Goal of the exercise. Find every line with the string "impl" in the material below and copy it.

"""

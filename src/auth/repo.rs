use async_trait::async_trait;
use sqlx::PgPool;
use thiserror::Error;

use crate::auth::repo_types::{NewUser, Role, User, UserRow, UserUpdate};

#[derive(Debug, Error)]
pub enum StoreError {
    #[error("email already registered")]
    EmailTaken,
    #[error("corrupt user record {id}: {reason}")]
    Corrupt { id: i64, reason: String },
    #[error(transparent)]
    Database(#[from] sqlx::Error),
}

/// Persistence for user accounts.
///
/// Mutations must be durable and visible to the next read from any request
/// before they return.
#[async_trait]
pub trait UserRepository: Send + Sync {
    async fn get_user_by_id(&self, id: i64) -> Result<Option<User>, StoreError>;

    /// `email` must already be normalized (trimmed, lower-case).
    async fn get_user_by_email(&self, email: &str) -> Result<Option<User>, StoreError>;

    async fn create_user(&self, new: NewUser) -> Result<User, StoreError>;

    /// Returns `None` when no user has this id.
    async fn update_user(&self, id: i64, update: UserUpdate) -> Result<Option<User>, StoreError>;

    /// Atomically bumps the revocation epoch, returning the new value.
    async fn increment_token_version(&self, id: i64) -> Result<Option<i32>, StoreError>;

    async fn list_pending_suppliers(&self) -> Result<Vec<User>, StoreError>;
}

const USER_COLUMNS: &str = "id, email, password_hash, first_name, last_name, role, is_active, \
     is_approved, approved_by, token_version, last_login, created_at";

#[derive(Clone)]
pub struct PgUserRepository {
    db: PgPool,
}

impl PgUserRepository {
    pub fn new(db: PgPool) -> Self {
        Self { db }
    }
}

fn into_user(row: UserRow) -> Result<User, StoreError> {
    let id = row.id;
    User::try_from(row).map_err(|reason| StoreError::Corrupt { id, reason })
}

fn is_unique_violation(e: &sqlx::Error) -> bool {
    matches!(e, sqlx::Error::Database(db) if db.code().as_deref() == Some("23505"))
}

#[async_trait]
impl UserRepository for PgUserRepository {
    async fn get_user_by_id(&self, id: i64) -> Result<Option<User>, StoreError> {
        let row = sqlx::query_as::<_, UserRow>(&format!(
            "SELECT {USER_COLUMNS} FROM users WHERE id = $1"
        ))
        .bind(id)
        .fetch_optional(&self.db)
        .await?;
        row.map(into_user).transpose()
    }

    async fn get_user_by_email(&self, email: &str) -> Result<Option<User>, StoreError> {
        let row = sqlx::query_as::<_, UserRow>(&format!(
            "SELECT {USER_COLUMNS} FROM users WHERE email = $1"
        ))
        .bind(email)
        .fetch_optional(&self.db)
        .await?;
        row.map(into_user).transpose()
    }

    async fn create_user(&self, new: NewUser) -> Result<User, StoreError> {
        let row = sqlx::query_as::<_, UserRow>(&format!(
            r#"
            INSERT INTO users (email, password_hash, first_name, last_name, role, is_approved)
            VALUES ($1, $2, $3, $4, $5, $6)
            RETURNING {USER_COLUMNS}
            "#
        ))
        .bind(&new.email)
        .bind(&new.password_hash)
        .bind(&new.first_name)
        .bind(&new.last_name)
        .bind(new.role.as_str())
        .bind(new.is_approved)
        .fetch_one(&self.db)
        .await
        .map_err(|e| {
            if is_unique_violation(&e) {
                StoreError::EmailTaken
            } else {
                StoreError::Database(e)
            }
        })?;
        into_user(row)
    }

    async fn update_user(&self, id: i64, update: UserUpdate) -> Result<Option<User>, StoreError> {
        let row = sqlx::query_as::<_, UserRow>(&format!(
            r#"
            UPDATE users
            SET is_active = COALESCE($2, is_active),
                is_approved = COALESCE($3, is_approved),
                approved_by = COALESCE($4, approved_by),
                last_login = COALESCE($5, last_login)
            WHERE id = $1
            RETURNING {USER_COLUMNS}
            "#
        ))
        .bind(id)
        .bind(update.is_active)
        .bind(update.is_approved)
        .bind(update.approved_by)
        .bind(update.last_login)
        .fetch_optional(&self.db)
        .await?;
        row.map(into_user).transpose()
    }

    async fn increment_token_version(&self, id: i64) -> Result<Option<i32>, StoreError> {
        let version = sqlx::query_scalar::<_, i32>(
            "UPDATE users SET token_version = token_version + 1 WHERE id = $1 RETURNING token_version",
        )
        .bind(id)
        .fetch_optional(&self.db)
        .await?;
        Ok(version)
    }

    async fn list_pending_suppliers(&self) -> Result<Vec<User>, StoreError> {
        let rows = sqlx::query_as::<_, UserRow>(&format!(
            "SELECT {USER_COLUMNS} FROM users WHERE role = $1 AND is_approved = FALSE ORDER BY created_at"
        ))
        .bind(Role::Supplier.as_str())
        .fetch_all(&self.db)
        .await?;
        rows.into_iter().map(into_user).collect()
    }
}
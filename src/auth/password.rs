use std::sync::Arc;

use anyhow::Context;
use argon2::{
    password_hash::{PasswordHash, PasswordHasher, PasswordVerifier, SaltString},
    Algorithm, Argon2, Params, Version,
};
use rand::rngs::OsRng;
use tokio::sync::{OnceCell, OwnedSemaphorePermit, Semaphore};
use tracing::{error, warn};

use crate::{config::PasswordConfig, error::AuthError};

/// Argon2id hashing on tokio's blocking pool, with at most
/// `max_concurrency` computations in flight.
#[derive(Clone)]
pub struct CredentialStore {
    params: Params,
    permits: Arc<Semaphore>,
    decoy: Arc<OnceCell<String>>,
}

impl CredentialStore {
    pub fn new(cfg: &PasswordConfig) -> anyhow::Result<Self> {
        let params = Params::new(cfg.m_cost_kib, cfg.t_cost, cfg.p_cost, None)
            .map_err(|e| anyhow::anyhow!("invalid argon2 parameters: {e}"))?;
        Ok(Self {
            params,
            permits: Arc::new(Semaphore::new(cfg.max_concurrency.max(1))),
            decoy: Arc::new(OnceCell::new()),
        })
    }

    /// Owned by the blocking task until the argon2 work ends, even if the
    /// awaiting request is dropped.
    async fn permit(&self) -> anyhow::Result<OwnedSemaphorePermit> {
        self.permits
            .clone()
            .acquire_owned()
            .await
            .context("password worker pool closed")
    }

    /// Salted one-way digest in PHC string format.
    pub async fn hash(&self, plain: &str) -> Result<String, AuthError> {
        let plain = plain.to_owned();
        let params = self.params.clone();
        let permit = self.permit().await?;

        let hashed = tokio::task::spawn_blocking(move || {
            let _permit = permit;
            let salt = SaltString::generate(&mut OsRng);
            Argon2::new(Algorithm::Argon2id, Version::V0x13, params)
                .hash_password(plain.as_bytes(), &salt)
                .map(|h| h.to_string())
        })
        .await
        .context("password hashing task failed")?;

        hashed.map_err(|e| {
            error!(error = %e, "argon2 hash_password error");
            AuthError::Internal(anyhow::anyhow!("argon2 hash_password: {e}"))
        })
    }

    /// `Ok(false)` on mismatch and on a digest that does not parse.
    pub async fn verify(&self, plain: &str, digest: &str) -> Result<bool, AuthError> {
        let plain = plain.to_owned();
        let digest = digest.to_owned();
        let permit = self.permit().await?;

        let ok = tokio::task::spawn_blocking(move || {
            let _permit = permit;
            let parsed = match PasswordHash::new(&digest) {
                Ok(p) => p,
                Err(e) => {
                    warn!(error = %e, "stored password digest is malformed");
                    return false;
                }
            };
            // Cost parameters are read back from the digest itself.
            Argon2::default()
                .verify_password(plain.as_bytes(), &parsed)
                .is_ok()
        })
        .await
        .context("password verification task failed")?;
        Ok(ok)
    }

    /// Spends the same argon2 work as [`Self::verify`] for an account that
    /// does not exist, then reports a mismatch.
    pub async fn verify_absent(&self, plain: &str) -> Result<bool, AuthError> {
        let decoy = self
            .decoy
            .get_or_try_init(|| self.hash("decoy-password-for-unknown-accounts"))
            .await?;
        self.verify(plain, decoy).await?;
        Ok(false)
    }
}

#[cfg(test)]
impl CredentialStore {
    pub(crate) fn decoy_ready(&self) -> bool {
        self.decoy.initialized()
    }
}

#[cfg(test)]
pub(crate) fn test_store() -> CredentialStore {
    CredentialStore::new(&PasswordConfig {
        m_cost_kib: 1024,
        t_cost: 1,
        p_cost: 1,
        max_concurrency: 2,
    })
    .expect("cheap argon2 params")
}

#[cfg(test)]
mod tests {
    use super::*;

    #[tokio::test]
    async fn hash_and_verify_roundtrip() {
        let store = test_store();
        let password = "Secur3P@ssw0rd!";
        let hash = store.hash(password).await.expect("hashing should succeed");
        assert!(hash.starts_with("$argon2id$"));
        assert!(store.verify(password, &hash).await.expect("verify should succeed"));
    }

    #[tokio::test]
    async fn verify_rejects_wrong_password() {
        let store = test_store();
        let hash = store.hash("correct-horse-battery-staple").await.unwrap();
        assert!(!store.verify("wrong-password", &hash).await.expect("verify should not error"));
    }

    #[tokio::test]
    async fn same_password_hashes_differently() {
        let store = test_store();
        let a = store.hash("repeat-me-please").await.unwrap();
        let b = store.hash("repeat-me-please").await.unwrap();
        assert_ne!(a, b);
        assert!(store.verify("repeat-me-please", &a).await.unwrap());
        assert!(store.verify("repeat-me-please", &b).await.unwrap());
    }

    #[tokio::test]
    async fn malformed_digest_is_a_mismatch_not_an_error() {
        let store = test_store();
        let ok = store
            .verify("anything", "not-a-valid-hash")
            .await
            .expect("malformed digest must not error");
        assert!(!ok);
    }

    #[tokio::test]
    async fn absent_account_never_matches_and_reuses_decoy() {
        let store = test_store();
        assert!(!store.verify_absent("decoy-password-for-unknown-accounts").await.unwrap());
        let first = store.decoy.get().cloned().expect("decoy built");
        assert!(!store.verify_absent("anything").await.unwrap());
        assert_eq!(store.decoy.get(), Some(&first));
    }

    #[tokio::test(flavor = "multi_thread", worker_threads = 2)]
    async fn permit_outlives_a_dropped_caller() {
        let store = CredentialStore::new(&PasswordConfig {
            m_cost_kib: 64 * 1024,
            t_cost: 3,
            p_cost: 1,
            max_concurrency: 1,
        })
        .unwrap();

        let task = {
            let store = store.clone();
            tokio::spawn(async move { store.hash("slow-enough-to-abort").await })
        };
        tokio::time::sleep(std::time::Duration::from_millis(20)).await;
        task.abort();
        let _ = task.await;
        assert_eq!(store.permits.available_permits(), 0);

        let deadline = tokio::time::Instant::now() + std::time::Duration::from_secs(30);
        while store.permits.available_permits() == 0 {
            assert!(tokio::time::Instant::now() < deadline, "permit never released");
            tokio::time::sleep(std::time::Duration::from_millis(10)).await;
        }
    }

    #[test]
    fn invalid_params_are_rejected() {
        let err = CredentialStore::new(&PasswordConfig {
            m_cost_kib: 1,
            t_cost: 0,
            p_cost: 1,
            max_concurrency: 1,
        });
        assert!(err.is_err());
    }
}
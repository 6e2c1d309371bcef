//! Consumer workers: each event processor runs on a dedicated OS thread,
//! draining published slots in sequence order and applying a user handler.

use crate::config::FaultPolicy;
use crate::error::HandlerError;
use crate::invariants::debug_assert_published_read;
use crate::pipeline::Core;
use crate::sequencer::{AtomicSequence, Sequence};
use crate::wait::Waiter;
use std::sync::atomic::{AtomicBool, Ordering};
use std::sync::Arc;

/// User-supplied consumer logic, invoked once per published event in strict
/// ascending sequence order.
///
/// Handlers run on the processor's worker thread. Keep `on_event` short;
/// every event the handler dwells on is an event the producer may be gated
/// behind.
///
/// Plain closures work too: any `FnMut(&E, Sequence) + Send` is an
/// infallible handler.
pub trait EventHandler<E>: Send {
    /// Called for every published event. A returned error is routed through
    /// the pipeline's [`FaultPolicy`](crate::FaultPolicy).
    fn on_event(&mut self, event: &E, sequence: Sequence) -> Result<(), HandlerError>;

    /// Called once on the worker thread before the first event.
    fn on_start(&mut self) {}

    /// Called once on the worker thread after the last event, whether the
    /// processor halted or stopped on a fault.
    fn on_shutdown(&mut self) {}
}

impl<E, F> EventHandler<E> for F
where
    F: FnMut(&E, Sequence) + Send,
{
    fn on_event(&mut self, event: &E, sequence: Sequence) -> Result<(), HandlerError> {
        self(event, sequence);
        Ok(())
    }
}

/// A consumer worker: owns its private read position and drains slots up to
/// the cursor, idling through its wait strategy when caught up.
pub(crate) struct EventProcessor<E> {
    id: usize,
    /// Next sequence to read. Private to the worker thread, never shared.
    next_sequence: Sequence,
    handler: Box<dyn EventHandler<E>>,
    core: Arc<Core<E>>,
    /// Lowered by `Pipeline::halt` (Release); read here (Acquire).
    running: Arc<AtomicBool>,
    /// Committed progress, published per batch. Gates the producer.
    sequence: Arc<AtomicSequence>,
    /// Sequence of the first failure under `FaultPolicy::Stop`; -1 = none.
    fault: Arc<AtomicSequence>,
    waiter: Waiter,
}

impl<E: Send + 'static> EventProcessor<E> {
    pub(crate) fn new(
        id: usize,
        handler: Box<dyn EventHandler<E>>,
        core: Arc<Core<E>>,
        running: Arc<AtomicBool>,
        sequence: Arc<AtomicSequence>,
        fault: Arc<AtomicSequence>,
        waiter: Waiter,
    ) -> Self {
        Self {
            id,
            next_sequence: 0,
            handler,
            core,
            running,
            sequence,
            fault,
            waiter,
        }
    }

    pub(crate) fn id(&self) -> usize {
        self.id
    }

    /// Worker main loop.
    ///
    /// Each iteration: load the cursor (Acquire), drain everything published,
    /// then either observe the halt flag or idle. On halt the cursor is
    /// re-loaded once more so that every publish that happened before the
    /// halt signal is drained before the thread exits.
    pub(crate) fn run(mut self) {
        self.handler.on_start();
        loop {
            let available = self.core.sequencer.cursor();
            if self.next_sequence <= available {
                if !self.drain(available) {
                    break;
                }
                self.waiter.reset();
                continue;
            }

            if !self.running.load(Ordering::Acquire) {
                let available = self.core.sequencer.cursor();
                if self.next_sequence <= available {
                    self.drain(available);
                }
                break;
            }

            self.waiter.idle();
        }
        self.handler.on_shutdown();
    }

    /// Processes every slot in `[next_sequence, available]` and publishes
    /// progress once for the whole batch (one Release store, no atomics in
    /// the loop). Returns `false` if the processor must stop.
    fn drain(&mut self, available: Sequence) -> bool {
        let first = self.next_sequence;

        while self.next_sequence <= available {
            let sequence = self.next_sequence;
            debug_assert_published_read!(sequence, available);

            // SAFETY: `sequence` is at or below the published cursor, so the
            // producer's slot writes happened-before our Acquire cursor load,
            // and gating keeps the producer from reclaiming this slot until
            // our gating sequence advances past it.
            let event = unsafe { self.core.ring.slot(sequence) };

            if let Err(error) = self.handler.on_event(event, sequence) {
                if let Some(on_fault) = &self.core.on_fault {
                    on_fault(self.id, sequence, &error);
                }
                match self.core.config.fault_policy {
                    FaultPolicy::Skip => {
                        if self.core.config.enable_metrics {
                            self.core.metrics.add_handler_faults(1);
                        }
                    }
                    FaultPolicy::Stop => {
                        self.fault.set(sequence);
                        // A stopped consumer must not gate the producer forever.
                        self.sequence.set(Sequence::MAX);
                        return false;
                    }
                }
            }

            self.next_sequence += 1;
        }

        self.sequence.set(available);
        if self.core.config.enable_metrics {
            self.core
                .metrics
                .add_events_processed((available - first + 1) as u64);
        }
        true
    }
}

"""

Task result.
impl PgUserRepository {
impl UserRepository for PgUserRepository {
impl CredentialStore {
impl CredentialStore {
impl<E, F> EventHandler<E> for F
impl<E: Send + 'static> EventProcessor<E> {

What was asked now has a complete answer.